Confidence intervals, or lack thereof, are a part of this discussion. But only a part. Abstracts that have better writing is a bigger need than abstracts that have confidence intervals.
dearieme
2024-06-22 04:37:25
| 10 | 9 |
A million years ago (+/- one dinosaur) when I taught stats I made a point of promoting estimation over null hypothesis testing.
Mind you this was to Engineering Science students not Social Science. Clever laddies and lassies the engineers; they asked good questions.
dosta7
2024-06-22 05:53:46
| 15 | 11 |
…….. the point here is that the dominant social-science culture routinely promotes deceptive point estimates in their work — in attempts to add phony credibility to their output.
Thus, JUNK science is the norm in social science published reseach papers.
Blackthorne
2024-06-22 11:00:43
| 2 | 1 |
The underlying issue highlighted here is that a large fraction of social scientists and an even larger fraction of “science journalists” only read the headlines/abstracts of these papers
jdb
2024-06-22 14:23:06
| 1 | 0 |
the strangest thing about the abstract is that they dont actually state how many articles they reviewed.
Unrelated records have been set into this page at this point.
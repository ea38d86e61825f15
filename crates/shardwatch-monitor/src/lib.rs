//! shardwatch-monitor — the background half of the health monitor.
//!
//! # Architecture
//!
//! ```text
//! Updater::run()   one cycle per update_period
//!   └── run_cycle()
//!         ├── Prober::probe()          bootstrap peers
//!         ├── discover()               per model, DHT keys "{prefix}.{block}"
//!         ├── Prober::probe_many()     every distinct discovered peer
//!         ├── aggregate()              per model → ModelHealthSnapshot
//!         └── SnapshotStore::publish() JSON + Prometheus rendered once
//! ```
//!
//! A failed cycle publishes nothing; readers keep the previous snapshot.

pub mod aggregator;
pub mod discovery;
pub mod updater;

pub use aggregator::{aggregate, top_contributors};
pub use discovery::{DiscoveryOptions, discover};
pub use updater::{Updater, UpdaterPhase};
But its on the first page. Academics could learn a lot from newspapers. Dont waste the title of your article. Say something declarative about what you found. Plus the visuals. WHats the point of doing a bar graph with error bars on top. The only part of it that matters is the top. Make it a dot + bars, its easier to read!
Salim
2024-06-24 15:04:06
| 0 | 0 |
Happy to have already done this right (although without noting the precision)
https://www.tandfonline.com/doi/full/10.1080/10511482.2023.2186750
Chezzy
2024-06-22 04:46:25
| 0 | 1 |
The blimey assholes from the island and even the continent might be coming over, such is the strength of this crew. From Ireland to Ukraine, the kids who used to not stand a chance are about to put their fkn foot down. This is where heroes are made and the oligarchs get to look at what they’ve spawned, that’s coming to eat them, an allegory for the AI losers…
Rich Berger
2024-06-22 10:48:12
| 5 | 7 |
I don’t think more numbers are needed, but rather a recognition of the limits of (particularly) economics. I think very few of these studies are useful, not because economists are stupid, but there are too many factors at work, to nail down “truth”. Economic wisdom is in the nature of general concepts: opportunity cost, supply and demand, marginal value, etc.
mkt42
2024-06-22 15:04:16
| 1 | 0 |
There’s actually a good amount of wisdom in this comment. And it’s why the inclusion or exclusion of confidence intervals, though somewhat useful, is a secondary issue.
The true critique of an article, at least in economics, is not going to involve the confidence interval, it’s going to be about the assumptions made, the modeling technique used, the quality of the data, etc. etc.
“I think very few of these studies are useful”
This is also a true statement. Where we might disagree is what we should do about it. Have fewer economists and fewer research articles? Or recognize Sturgeon’s Law, 90% of everything is junk.